This article, about an NMMU Alumnus, appeared in The Sowetan on 1 April 2016 written by Patience Bambalenebambalelep@sowetan.co.za 

Artist takes the ancestors to USA

Eastern Cape-born visual artist Majolandile Dyalvane will fly the South African flag when he exhibits his creations at the Friedman Benda Gallery in New York. Titled Camagu, it's set to open on June 23 until August.

Dyalvane will present 23 pieces to the US audience. Born in 1978, he specialises in craft and design, and regards himself as a ceramicist. With Camagu - a Xhosa term meaning gratitude - he is celebrating and acknowledging the talent that his ancestors have given him. While many artists speak their minds on canvas and in wood, Dyalvane creates magic with clay. He produces ceramic screens, lights, and huge vases. In the making of his unique crafts, he uses fire, water and air. "I've always wanted to do a solo show, creating works I'd only ever dreamed of producing. I have been doing this for 17 years with success, that is why it is important to acknowledge the people who blessed me with this talent. This is the gift I've been given, and I'm practising it, and so I'm receiving more." Dyalvane celebrates the Xhosa and African heritage through his works.

As someone who has been creating beautiful ceramic creations for years, he believes he would not have succeeded if it were not for his ancestors.
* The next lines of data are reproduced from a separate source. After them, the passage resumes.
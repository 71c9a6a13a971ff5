use crate::error::DbError;

/// Declared column type. Stored values are always strings; the declared
/// type is schema metadata only and is never used to coerce or reject
/// values on insert.
#[derive(Debug, Clone, Copy, PartialEq, Eq)]
pub enum DataType {
    Integer,
    Float,
    String,
}

pub fn parse_datatype(s: &str) -> Result<DataType, DbError> {
    match s.to_lowercase().as_str() {
        "integer" => Ok(DataType::Integer),
        "float" => Ok(DataType::Float),
        "string" => Ok(DataType::String),
        other => Err(DbError::Parse(format!(
            "Unknown type '{other}'. Use INTEGER|FLOAT|STRING"
        ))),
    }
}
use std::io;
use thiserror::Error;

/// Failure taxonomy for every fallible operation in the crate.
///
/// None of these are fatal: callers decide whether to retry or give up.
#[derive(Debug, Error)]
pub enum DbError {
    #[error("table '{0}' does not exist")]
    TableNotFound(String),

    #[error("table '{0}' already exists")]
    TableExists(String),

    #[error("column '{0}' not found")]
    ColumnNotFound(String),

    #[error("constraint violation: {0}")]
    Constraint(String),

    #[error("invalid condition '{0}': expected '<column> = <value>'")]
    BadCondition(String),

    /// Command text could not be parsed.
    #[error("parse error: {0}")]
    Parse(String),

    /// Persisted database file is structurally malformed.
    #[error("malformed database file: {0}")]
    Corrupt(String),

    #[error("io error: {0}")]
    Io(#[from] io::Error),
}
The artist says most of the designs he creates come to him through dreams - whether he is sleeping or walking during the day. "I normally interpret cultural experiences and current surroundings and add an element of tradition and custom to the works. I am actually proud that my work represents the African culture and keeps the heritage alive." Born in Qoboqobo, Eastern Cape, he has the ability to work on huge pieces which showcase his exceptional talent and passion for his craft. Dyalvane was the winner of South Africa's Southern Guild Design Foundation Icon Award in 2014. Through Trevyn and Julian McGowan of Southern Guild, he was able to net an opportunity to exhibit in the US.

He says the New York based gallery has been looking for an African artist for some time to represent Africa in terms of technique and style "I am glad that I happened to be that artist that they were looking for. I am truly honoured to be chosen to represent not only South Africa but Africa. This is any artist's wish." Dyalvane believes that through working with this medium he is acknowledging his calling and finding a way to practise it successfully.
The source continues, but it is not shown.